3. Have a routine: Predictability provides comfort for young children and creating your own goodbye ritual is a great way to ease anxiety. Try to have a regular personal schedule and prepare a routine with your child that leads up to it. After you leave, have your caregiver gently redirect attention away from you with a toy or activity that would immediately engage your child.

4. Keep it short and sweet: Goodbyes should be short and simple. Don’t prolong the agony or respond to the ensuing tantrums with overly conciliatory offers that scream bribery. Tell your child where you are going and when you’ll be back. Use a cheerful, matter-of-fact voice and confident body language to assure him that things are going to be okay.

5. The waiting buddy: A caregiver or family member can be introduced early on as someone who will regularly care for him as he waits for you, giving your child time to accept another person as your temporary (but of course, in no way equal) substitute. Establishing a meaningful bond of trust between them while you are around will give them a bigger chance of going through the day happily without you.

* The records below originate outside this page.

pub mod stripe_gateway;
pub mod stripe_webhook;
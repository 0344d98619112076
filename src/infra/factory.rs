use std::str::FromStr;
use std::sync::Arc;
use std::time::Duration;
use sqlx::{postgres::{PgPoolOptions, PgConnectOptions}, sqlite::{SqlitePoolOptions, SqliteJournalMode, SqliteConnectOptions}};
use sqlx::{PgPool, SqlitePool, ConnectOptions};
use tracing::info;
use tracing::log::LevelFilter;

use crate::config::Config;
use crate::error::AppError;
use crate::infra::payment::stripe_gateway::StripeGateway;
use crate::infra::repositories::{
    postgres_booking_repo::PostgresBookingRepo, postgres_cart_repo::PostgresCartRepo,
    postgres_event_repo::PostgresEventRepo, postgres_location_repo::PostgresLocationRepo,
    postgres_order_repo::PostgresOrderRepo, postgres_product_repo::PostgresProductRepo,
    postgres_student_repo::PostgresStudentRepo, postgres_template_repo::PostgresTemplateRepo,
    sqlite_booking_repo::SqliteBookingRepo, sqlite_cart_repo::SqliteCartRepo,
    sqlite_event_repo::SqliteEventRepo, sqlite_location_repo::SqliteLocationRepo,
    sqlite_order_repo::SqliteOrderRepo, sqlite_product_repo::SqliteProductRepo,
    sqlite_student_repo::SqliteStudentRepo, sqlite_template_repo::SqliteTemplateRepo,
};
use crate::state::{AppState, Repositories};

pub async fn bootstrap_state(config: &Config) -> Result<AppState, AppError> {
    let database_url = &config.database_url;

    let repos = if database_url.starts_with("postgres://") || database_url.starts_with("postgresql://") {
        info!("Initializing PostgreSQL connection...");

        let opts: PgConnectOptions = database_url.parse()?;
        let opts = opts.log_statements(LevelFilter::Debug)
            .log_slow_statements(LevelFilter::Warn, Duration::from_millis(500));

        let pool = PgPoolOptions::new()
            .max_connections(10)
            .connect_with(opts)
            .await?;

        run_postgres_migrations(&pool).await?;
        postgres_repositories(pool)
    } else {
        info!("Initializing SQLite connection with WAL Mode...");

        let opts = SqliteConnectOptions::from_str(database_url)?
            .create_if_missing(true)
            .journal_mode(SqliteJournalMode::Wal)
            .busy_timeout(Duration::from_secs(5))
            .log_statements(LevelFilter::Debug)
            .log_slow_statements(LevelFilter::Warn, Duration::from_millis(500));

        let pool = SqlitePoolOptions::new()
            .max_connections(5)
            .connect_with(opts)
            .await?;

        run_sqlite_migrations(&pool).await?;
        sqlite_repositories(pool)
    };

    let gateway = Arc::new(StripeGateway::new(
        config.stripe_api_url.clone(),
        config.stripe_secret_key.clone(),
        config.payment_timeout,
    )?);

    Ok(AppState::new(config.clone(), repos, gateway))
}

pub fn sqlite_repositories(pool: SqlitePool) -> Repositories {
    Repositories {
        location_repo: Arc::new(SqliteLocationRepo::new(pool.clone())),
        product_repo: Arc::new(SqliteProductRepo::new(pool.clone())),
        student_repo: Arc::new(SqliteStudentRepo::new(pool.clone())),
        template_repo: Arc::new(SqliteTemplateRepo::new(pool.clone())),
        event_repo: Arc::new(SqliteEventRepo::new(pool.clone())),
        booking_repo: Arc::new(SqliteBookingRepo::new(pool.clone())),
        order_repo: Arc::new(SqliteOrderRepo::new(pool.clone())),
        cart_repo: Arc::new(SqliteCartRepo::new(pool)),
    }
}

pub fn postgres_repositories(pool: PgPool) -> Repositories {
    Repositories {
        location_repo: Arc::new(PostgresLocationRepo::new(pool.clone())),
        product_repo: Arc::new(PostgresProductRepo::new(pool.clone())),
        student_repo: Arc::new(PostgresStudentRepo::new(pool.clone())),
        template_repo: Arc::new(PostgresTemplateRepo::new(pool.clone())),
        event_repo: Arc::new(PostgresEventRepo::new(pool.clone())),
        booking_repo: Arc::new(PostgresBookingRepo::new(pool.clone())),
        order_repo: Arc::new(PostgresOrderRepo::new(pool.clone())),
        cart_repo: Arc::new(PostgresCartRepo::new(pool)),
    }
}

async fn run_postgres_migrations(pool: &PgPool) -> Result<(), AppError> {
    sqlx::migrate!("./migrations/postgres").run(pool).await?;
    Ok(())
}

pub async fn run_sqlite_migrations(pool: &SqlitePool) -> Result<(), AppError> {
    sqlx::migrate!("./migrations/sqlite").run(pool).await?;
    Ok(())
}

Another way to ease anxieties is to offer a cuddly friend to hug and keep your child company while you’re away. Make it a part of your goodbye ritual, along with a word to the toy to keep an eye on your child until you get back. A touch of humor and whimsy helps assure your child that all is well. You can even call home on a certain time every day to check in. It will be another soothing, comforting tactic, a regular part of the day that your child can look forward to.

6. Assign a mission: Keeping him busy until you get back is one way for him to have a sense of control over a distressing situation. It can be something as simple as putting his toys away, making drawings for you or as part of your goodbye ritual, giving your car keys to you.

7. Celebrate coming home: Even if you feel tired and cranky, put a smile on and have a cheery “I’m home!” for the little one who’s been waiting for you. Always make it a point to remind your child that you have kept your promise of coming back when you said you would. Have a routine of greeting each other and asking about how the day went for you both. Then have extra one-on-one bonding time to satisfy your child’s yearning for you.

Consistency is the key to stress-free mornings or whenever you need to leave your toddler behind. Separation anxiety normally subsides as a child grows older or has been able to adjust to the new status quo. It may be rough in the beginning but don’t cave in when you’re too tired or stressed out to tough it out. You’re just going to set back your progress if you just ease up or give in “this one time.” Add extra hugs, kisses, and bonding time but don’t change the rules.

Of course, regression happens especially if there is a new stressor present or your child is sick. When your child shows unusually increasing or extreme distress, you may need to investigate the roots of this anxiety and consult your pediatrician for advice.